Objectives: There are several reports of the pulmonary findings in children with HIV disease; however, the occurrence of bronchiectasis rarely has been noted. We evaluated occurrence of bronchiectasis in a large group of children referred to us with AIDS pneumopathy.

Methods: From January 1984 to April 1996, 203 children with AIDS and respiratory problems were referred to the pediatric pulmonary division at Children's Medical Center of Brooklyn. Medical records for 164 of these children were available and retrospectively reviewed.

Results: Uncomplicated pneumonia was present in 75, 24 had recurrent pneumonia, and 18 had unresolved pneumonia; lymphocytic interstitial pneumonitis (LIP) was diagnosed in 47 patients, worsening with time in all patients. Bronchiectasis was observed in 26 patients (26/164, 15.8%), diagnosed by chest radiograph in 26 (26/26, 100%), confirmed by CT scan of chest in 10 (10/26, 38.4%), and by histology in three (3/26, 11.5%).
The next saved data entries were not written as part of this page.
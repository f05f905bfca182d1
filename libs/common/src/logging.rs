//! Unified logging module for hmbridge services
//!
//! Console output always uses the `timestamp [LEVEL] message` format. A daily
//! rolling file with the same format is added when a log directory is configured.

use std::path::PathBuf;
use std::sync::OnceLock;

use tracing::Level;
use tracing_appender::non_blocking::WorkerGuard;
use tracing_subscriber::{
    fmt::{self, format::Writer, FmtContext, FormatEvent, FormatFields},
    layer::SubscriberExt,
    registry::LookupSpan,
    util::SubscriberInitExt,
    EnvFilter, Layer,
};

use crate::error::{Error, Result};

/// Crates whose debug output drowns the bridge's own messages
const QUIET_TARGETS: &[&str] = &["rumqttc=warn", "hyper=warn", "hyper_util=warn", "reqwest=warn"];

/// Custom format for log level with brackets: `[INFO]`, `[WARN]`, etc.
fn format_level(level: &Level) -> &'static str {
    match *level {
        Level::TRACE => "[TRACE]",
        Level::DEBUG => "[DEBUG]",
        Level::INFO => "[INFO]",
        Level::WARN => "[WARN]",
        Level::ERROR => "[ERROR]",
    }
}

/// Custom event formatter that outputs: `timestamp [LEVEL] message`
///
/// Example output: `2025-12-02T00:50:44.809Z [INFO] mqtt connected`
struct BracketedLevelFormat;

impl<S, N> FormatEvent<S, N> for BracketedLevelFormat
where
    S: tracing::Subscriber + for<'a> LookupSpan<'a>,
    N: for<'a> FormatFields<'a> + 'static,
{
    fn format_event(
        &self,
        ctx: &FmtContext<'_, S, N>,
        mut writer: Writer<'_>,
        event: &tracing::Event<'_>,
    ) -> std::fmt::Result {
        let now = chrono::Utc::now();
        write!(writer, "{} ", now.format("%Y-%m-%dT%H:%M:%S%.3fZ"))?;

        let level = *event.metadata().level();
        if writer.has_ansi_escapes() {
            let color = match level {
                Level::TRACE => "\x1b[35m", // magenta
                Level::DEBUG => "\x1b[34m", // blue
                Level::INFO => "\x1b[32m",  // green
                Level::WARN => "\x1b[33m",  // yellow
                Level::ERROR => "\x1b[31m", // red
            };
            write!(writer, "{}{}\x1b[0m ", color, format_level(&level))?;
        } else {
            write!(writer, "{} ", format_level(&level))?;
        }

        ctx.field_format().format_fields(writer.by_ref(), event)?;

        writeln!(writer)
    }
}

// Keeps the non-blocking file writer alive for the process lifetime
static FILE_GUARD: OnceLock<WorkerGuard> = OnceLock::new();

/// Logger configuration
#[derive(Debug, Clone)]
pub struct LogConfig {
    /// Service name, used as log file prefix
    pub service_name: String,
    /// Level applied when `RUST_LOG` is not set
    pub level: Level,
    /// Directory for the daily rolling log file; console only when `None`
    pub log_dir: Option<PathBuf>,
    /// Colored console output
    pub ansi: bool,
}

impl Default for LogConfig {
    fn default() -> Self {
        Self {
            service_name: "unknown".to_string(),
            level: Level::INFO,
            log_dir: None,
            ansi: true,
        }
    }
}

/// Parse a verbosity string to a tracing level
///
/// Accepts `error`, `warn`/`warning`, `info`, `debug` and `trace` in any case.
pub fn parse_level(verbosity: &str) -> Option<Level> {
    match verbosity.trim().to_lowercase().as_str() {
        "trace" => Some(Level::TRACE),
        "debug" => Some(Level::DEBUG),
        "info" => Some(Level::INFO),
        "warn" | "warning" => Some(Level::WARN),
        "error" => Some(Level::ERROR),
        _ => None,
    }
}

/// Build the filter directive string for a level, `RUST_LOG` wins when set
fn filter_directives(level: Level) -> String {
    if let Ok(env_str) = std::env::var("RUST_LOG") {
        if !env_str.trim().is_empty() {
            return env_str;
        }
    }

    let mut directives = vec![level.as_str().to_lowercase()];
    directives.extend(QUIET_TARGETS.iter().map(|t| t.to_string()));
    directives.join(",")
}

/// Initialize the global subscriber
///
/// Fails if a subscriber is already installed or the log directory cannot be created.
pub fn init_logging(config: LogConfig) -> Result<()> {
    let env_filter = EnvFilter::try_new(filter_directives(config.level))?;

    let console_layer = fmt::layer()
        .with_ansi(config.ansi)
        .event_format(BracketedLevelFormat)
        .boxed();

    let file_layer = match &config.log_dir {
        Some(dir) => {
            std::fs::create_dir_all(dir)?;
            let appender =
                tracing_appender::rolling::daily(dir, format!("{}.log", config.service_name));
            let (non_blocking, guard) = tracing_appender::non_blocking(appender);
            if FILE_GUARD.set(guard).is_err() {
                return Err(Error::Logging("file logging already initialized".to_string()));
            }
            Some(
                fmt::layer()
                    .with_writer(non_blocking)
                    .with_ansi(false)
                    .event_format(BracketedLevelFormat)
                    .boxed(),
            )
        },
        None => None,
    };

    tracing_subscriber::registry()
        .with(env_filter)
        .with(console_layer)
        .with(file_layer)
        .try_init()
        .map_err(|e| Error::Logging(e.to_string()))?;

    match &config.log_dir {
        Some(dir) => tracing::debug!("Logging: {} @ {:?}", config.service_name, dir),
        None => tracing::debug!("Logging: {} @ console", config.service_name),
    }

    Ok(())
}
Median age at time of diagnosis of bronchiectasis was 7.5 years (range, 1 to 16 years). Sixteen children with LIP developed bronchiectasis (16/47, 34.0%). Three patients with recurrent pneumonia (3/24, 12.5%) developed bronchiectasis. Five patients with unresolved pneumonia (5/18, 27.7%) developed bronchiectasis. One infant developed bronchiectasis after Pneumocystis carinii pneumonia; another child developed bronchiectasis after P carinii and Mycobacterium tuberculosis pneumonia. The CD4+ T-cell counts measured within 6 months of diagnosis of bronchiectasis were available in 23/26 patients and, all were <100 cells per cubic millimeter.

Conclusion: We conclude, from our experience, that there is a significant occurrence of bronchiectasis in children with AIDS and pulmonary disease, especially in children developing LIP, recurrent pneumonia and unresolved pneumonia, and CD4+ T-cell counts <100 cells per cubic millimeter.